** Opening Study material block **

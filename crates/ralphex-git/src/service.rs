use std::fs::OpenOptions;
use std::io::Write;
use std::path::{Path, PathBuf};
use std::sync::Arc;

use ralphex_core::plan::extract_branch_name;

use crate::command::GitCli;
use crate::error::GitError;

/// Receives INFO-level lines describing git operations as they happen.
pub trait GitLogger: Send + Sync {
    fn info(&self, line: &str);
}

/// Default logger writing to stderr.
#[derive(Debug, Clone, Copy, Default)]
pub struct StderrGitLog;

impl GitLogger for StderrGitLog {
    fn info(&self, line: &str) {
        eprintln!("{line}");
    }
}

/// Change statistics between two commits.
#[derive(Debug, Clone, Copy, Default, PartialEq, Eq)]
pub struct DiffStats {
    pub files: u64,
    pub additions: u64,
    pub deletions: u64,
}

/// Git operations for one repository (main checkout or worktree). The
/// lifecycle driver holds two distinct services in worktree mode; plan-file
/// operations go to the main one, working-tree reads to the worktree one.
pub struct GitService {
    git: GitCli,
    root: PathBuf,
    log: Arc<dyn GitLogger>,
}

impl std::fmt::Debug for GitService {
    fn fmt(&self, f: &mut std::fmt::Formatter<'_>) -> std::fmt::Result {
        f.debug_struct("GitService")
            .field("git", &self.git)
            .field("root", &self.root)
            .finish_non_exhaustive()
    }
}

impl GitService {
    /// Open the repository containing `path`, resolving the root through
    /// `git rev-parse`.
    pub fn open(path: &Path, log: Arc<dyn GitLogger>) -> Result<Self, GitError> {
        Self::open_with(path, GitCli::default(), log)
    }

    pub fn open_with(path: &Path, git: GitCli, log: Arc<dyn GitLogger>) -> Result<Self, GitError> {
        let probe = git.query(path, ["rev-parse", "--is-inside-work-tree"])?;
        if !probe.ok() || probe.line() != "true" {
            return Err(GitError::NotARepository {
                path: path.to_path_buf(),
            });
        }

        let top = git.run(path, ["rev-parse", "--show-toplevel"])?;
        let root = PathBuf::from(top.line());
        // resolve symlinks so relative-path math agrees with canonicalized
        // plan paths (macOS /tmp -> /private/tmp)
        let root = root.canonicalize().unwrap_or(root);

        Ok(Self { git, root, log })
    }

    pub fn root(&self) -> &Path {
        &self.root
    }

    pub(crate) fn run<I, S>(&self, args: I) -> Result<crate::command::GitRun, GitError>
    where
        I: IntoIterator<Item = S>,
        S: AsRef<std::ffi::OsStr>,
    {
        self.git.run(&self.root, args)
    }

    fn query<I, S>(&self, args: I) -> Result<crate::command::GitRun, GitError>
    where
        I: IntoIterator<Item = S>,
        S: AsRef<std::ffi::OsStr>,
    {
        self.git.query(&self.root, args)
    }

    pub(crate) fn log_info(&self, line: &str) {
        self.log.info(line);
    }

    pub fn head_sha(&self) -> Result<String, GitError> {
        Ok(self.run(["rev-parse", "HEAD"])?.line().to_string())
    }

    /// Current branch name, empty for detached HEAD. Works on repositories
    /// without commits (reports the unborn branch).
    pub fn current_branch(&self) -> Result<String, GitError> {
        Ok(self.run(["branch", "--show-current"])?.line().to_string())
    }

    pub fn is_main_branch(&self) -> Result<bool, GitError> {
        let branch = self.current_branch()?;
        Ok(branch == "main" || branch == "master")
    }

    /// Detected default branch: `origin/HEAD` when set, else the first
    /// existing of main/master/trunk/develop, else "master".
    pub fn default_branch(&self) -> String {
        if let Ok(head) = self.query(["symbolic-ref", "refs/remotes/origin/HEAD"]) {
            if head.ok() {
                let name = head.line().trim_start_matches("refs/remotes/origin/");
                if !name.is_empty() {
                    return name.to_string();
                }
            }
        }

        for candidate in ["main", "master", "trunk", "develop"] {
            if self.branch_exists(candidate) {
                return candidate.to_string();
            }
        }
        "master".to_string()
    }

    pub fn has_commits(&self) -> Result<bool, GitError> {
        Ok(self
            .query(["rev-parse", "--verify", "--quiet", "HEAD"])?
            .ok())
    }

    /// Ensure the repository has at least one commit, calling `prompt` when
    /// empty. Creates an empty initial commit when the prompt accepts.
    pub fn ensure_has_commits(&self, prompt: impl FnOnce() -> bool) -> Result<(), GitError> {
        if self.has_commits()? {
            return Ok(());
        }
        if !prompt() {
            return Err(GitError::NoCommits);
        }
        self.run(["commit", "--allow-empty", "-m", "initial commit"])?;
        Ok(())
    }

    pub fn branch_exists(&self, name: &str) -> bool {
        self.query(["show-ref", "--verify", "--quiet", &format!("refs/heads/{name}")])
            .map(|run| run.ok())
            .unwrap_or(false)
    }

    pub fn create_branch(&self, name: &str) -> Result<(), GitError> {
        self.run(["checkout", "-b", name])?;
        Ok(())
    }

    pub fn checkout_branch(&self, name: &str) -> Result<(), GitError> {
        self.run(["checkout", name])?;
        Ok(())
    }

    /// Paths (relative to root) with uncommitted changes, staged or not.
    fn dirty_paths(&self) -> Result<Vec<String>, GitError> {
        let output = self.run(["status", "--porcelain", "--untracked-files=all"])?;
        let mut paths = Vec::new();
        for line in output.stdout.lines() {
            if line.len() < 4 {
                continue;
            }
            let path = &line[3..];
            // rename entries read "old -> new"; the new path is what is dirty
            let path = path.rsplit(" -> ").next().unwrap_or(path);
            paths.push(path.trim_matches('"').to_string());
        }
        Ok(paths)
    }

    /// Path of `file` relative to the repository root.
    fn rel_to_root(&self, file: &Path) -> Result<PathBuf, GitError> {
        let abs = if file.is_absolute() {
            file.to_path_buf()
        } else {
            std::env::current_dir()
                .map_err(|source| GitError::FileIo {
                    path: file.to_path_buf(),
                    source,
                })?
                .join(file)
        };
        let abs = abs.canonicalize().unwrap_or(abs);
        abs.strip_prefix(&self.root)
            .map(Path::to_path_buf)
            .map_err(|_| GitError::OutsideRepository {
                path: file.to_path_buf(),
                root: self.root.clone(),
            })
    }

    pub fn file_has_changes(&self, file: &Path) -> Result<bool, GitError> {
        let rel = self.rel_to_root(file)?;
        Ok(self
            .dirty_paths()?
            .iter()
            .any(|dirty| Path::new(dirty) == rel))
    }

    pub fn has_changes_other_than(&self, file: &Path) -> Result<bool, GitError> {
        let rel = self.rel_to_root(file)?;
        Ok(self
            .dirty_paths()?
            .iter()
            .any(|dirty| Path::new(dirty) != rel))
    }

    pub fn is_ignored(&self, probe: &str) -> Result<bool, GitError> {
        Ok(self.query(["check-ignore", "-q", probe])?.ok())
    }

    pub fn add(&self, file: &Path) -> Result<(), GitError> {
        self.run([
            std::ffi::OsStr::new("add"),
            std::ffi::OsStr::new("--"),
            file.as_os_str(),
        ])?;
        Ok(())
    }

    pub fn commit(&self, message: &str) -> Result<(), GitError> {
        self.run(["commit", "-m", message])?;
        Ok(())
    }

    /// Commit only the listed paths, leaving the rest of the index alone.
    pub fn commit_paths(&self, message: &str, paths: &[&Path]) -> Result<(), GitError> {
        let mut args: Vec<std::ffi::OsString> = vec!["commit".into(), "-m".into(), message.into()];
        args.push("--".into());
        for path in paths {
            args.push(path.as_os_str().to_os_string());
        }
        self.run(args)?;
        Ok(())
    }

    /// Validate repository state for plan branch/worktree creation. Returns
    /// the derived branch name plus whether the plan file itself is dirty.
    /// With `require_main` false, returns None when already on a feature
    /// branch (the caller skips branch creation).
    pub(crate) fn prepare_plan_branch(
        &self,
        plan: &Path,
        require_main: bool,
    ) -> Result<Option<(String, bool)>, GitError> {
        let current = self.current_branch()?;
        if current != "main" && current != "master" {
            if require_main {
                return Err(GitError::DirtyWorkTree {
                    message: format!(
                        "worktree creation requires main/master branch, currently on {current:?}"
                    ),
                });
            }
            return Ok(None);
        }

        let branch = extract_branch_name(plan);

        if self.has_changes_other_than(plan)? {
            if require_main {
                return Err(GitError::DirtyWorkTree {
                    message: "cannot create worktree: working tree has uncommitted changes other \
                              than the plan file"
                        .to_string(),
                });
            }
            return Err(GitError::DirtyWorkTree {
                message: format!(
                    "cannot create branch {branch:?}: working tree has uncommitted changes\n\n\
                     a feature branch from {current} is needed to isolate plan work.\n\n\
                     options:\n\
                     \x20 git stash && ralphex {plan} && git stash pop   # stash changes temporarily\n\
                     \x20 git commit -am \"wip\"                          # commit changes first\n\
                     \x20 ralphex --review                              # skip branch creation (review-only mode)",
                    plan = plan.display(),
                ),
            });
        }

        let plan_dirty = self.file_has_changes(plan)?;
        Ok(Some((branch, plan_dirty)))
    }

    /// Create or switch to the feature branch for a plan. No-op when already
    /// on a feature branch. Auto-commits the plan file iff it was the only
    /// dirty file.
    pub fn create_branch_for_plan(&self, plan: &Path) -> Result<(), GitError> {
        let Some((branch, plan_dirty)) = self.prepare_plan_branch(plan, false)? else {
            return Ok(());
        };

        if self.branch_exists(&branch) {
            self.log_info(&format!("switching to existing branch: {branch}"));
            self.checkout_branch(&branch)?;
        } else {
            self.log_info(&format!("creating branch: {branch}"));
            self.create_branch(&branch)?;
        }

        if plan_dirty {
            self.log_info(&format!(
                "committing plan file: {}",
                plan.file_name().unwrap_or_default().to_string_lossy()
            ));
            self.add(plan)?;
            self.commit(&format!("add plan: {branch}"))?;
        }

        Ok(())
    }

    /// Move a plan into the `completed/` sibling directory and commit the
    /// move. Uses `git mv` with a filesystem-rename fallback for untracked
    /// files. No-op when the plan was already moved.
    pub fn move_plan_to_completed(&self, plan: &Path) -> Result<(), GitError> {
        let completed_dir = plan
            .parent()
            .unwrap_or_else(|| Path::new("."))
            .join("completed");
        std::fs::create_dir_all(&completed_dir).map_err(|source| GitError::FileIo {
            path: completed_dir.clone(),
            source,
        })?;

        let file_name = plan.file_name().unwrap_or_default();
        let dest = completed_dir.join(file_name);

        if !plan.exists() && dest.exists() {
            self.log_info("plan already in completed/");
            return Ok(());
        }

        let mv = self.run([
            std::ffi::OsStr::new("mv"),
            plan.as_os_str(),
            dest.as_os_str(),
        ]);
        if mv.is_err() {
            std::fs::rename(plan, &dest).map_err(|source| GitError::FileIo {
                path: plan.to_path_buf(),
                source,
            })?;
            if let Err(err) = self.add(&dest) {
                self.log_info(&format!("warning: failed to stage moved plan: {err}"));
            }
        }

        self.commit(&format!(
            "move completed plan: {}",
            file_name.to_string_lossy()
        ))?;
        self.log_info(&format!("moved plan to {}", dest.display()));
        Ok(())
    }

    /// Change statistics between `base` and HEAD. Zero when the base ref
    /// does not exist or equals HEAD.
    pub fn diff_stats(&self, base: &str) -> Result<DiffStats, GitError> {
        let base_exists = self
            .query(["rev-parse", "--verify", "--quiet", &format!("{base}^{{commit}}")])?
            .ok();
        if !base_exists {
            return Ok(DiffStats::default());
        }

        let output = self.run(["diff", "--numstat", &format!("{base}...HEAD")])?;
        let mut stats = DiffStats::default();
        for line in output.stdout.lines() {
            let mut parts = line.split_whitespace();
            let (Some(adds), Some(dels)) = (parts.next(), parts.next()) else {
                continue;
            };
            stats.files += 1;
            // binary files report "-" for both counts
            stats.additions += adds.parse::<u64>().unwrap_or(0);
            stats.deletions += dels.parse::<u64>().unwrap_or(0);
        }
        Ok(stats)
    }

    /// Append `pattern` to `.gitignore` unless `probe` is already ignored.
    /// Repeated calls with the same pattern produce one entry.
    pub fn ensure_ignored(&self, pattern: &str, probe: &str) -> Result<(), GitError> {
        match self.is_ignored(probe) {
            Ok(true) => return Ok(()),
            Ok(false) => {}
            Err(err) => {
                self.log_info(&format!(
                    "warning: checking gitignore: {err}, adding pattern anyway"
                ));
            }
        }

        let gitignore = self.root.join(".gitignore");
        let mut file = OpenOptions::new()
            .append(true)
            .create(true)
            .open(&gitignore)
            .map_err(|source| GitError::FileIo {
                path: gitignore.clone(),
                source,
            })?;
        writeln!(file, "\n# ralphex runtime data\n{pattern}").map_err(|source| GitError::FileIo {
            path: gitignore,
            source,
        })?;

        self.log_info(&format!("added {pattern} to .gitignore"));
        Ok(())
    }

    /// Commit `.gitignore` when dirty. Never sweeps other staged files.
    pub fn commit_ignore_changes(&self) -> Result<(), GitError> {
        if !self.file_has_changes(&self.root.join(".gitignore"))? {
            return Ok(());
        }
        let gitignore = self.root.join(".gitignore");
        self.add(&gitignore)?;
        self.commit_paths("add ralphex entries to .gitignore", &[Path::new(".gitignore")])?;
        self.log_info("committed .gitignore changes");
        Ok(())
    }
}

** Closing Study material block **

**Work request:**
Write only the number of lines in the data above that include "show".

**Your solution:**
3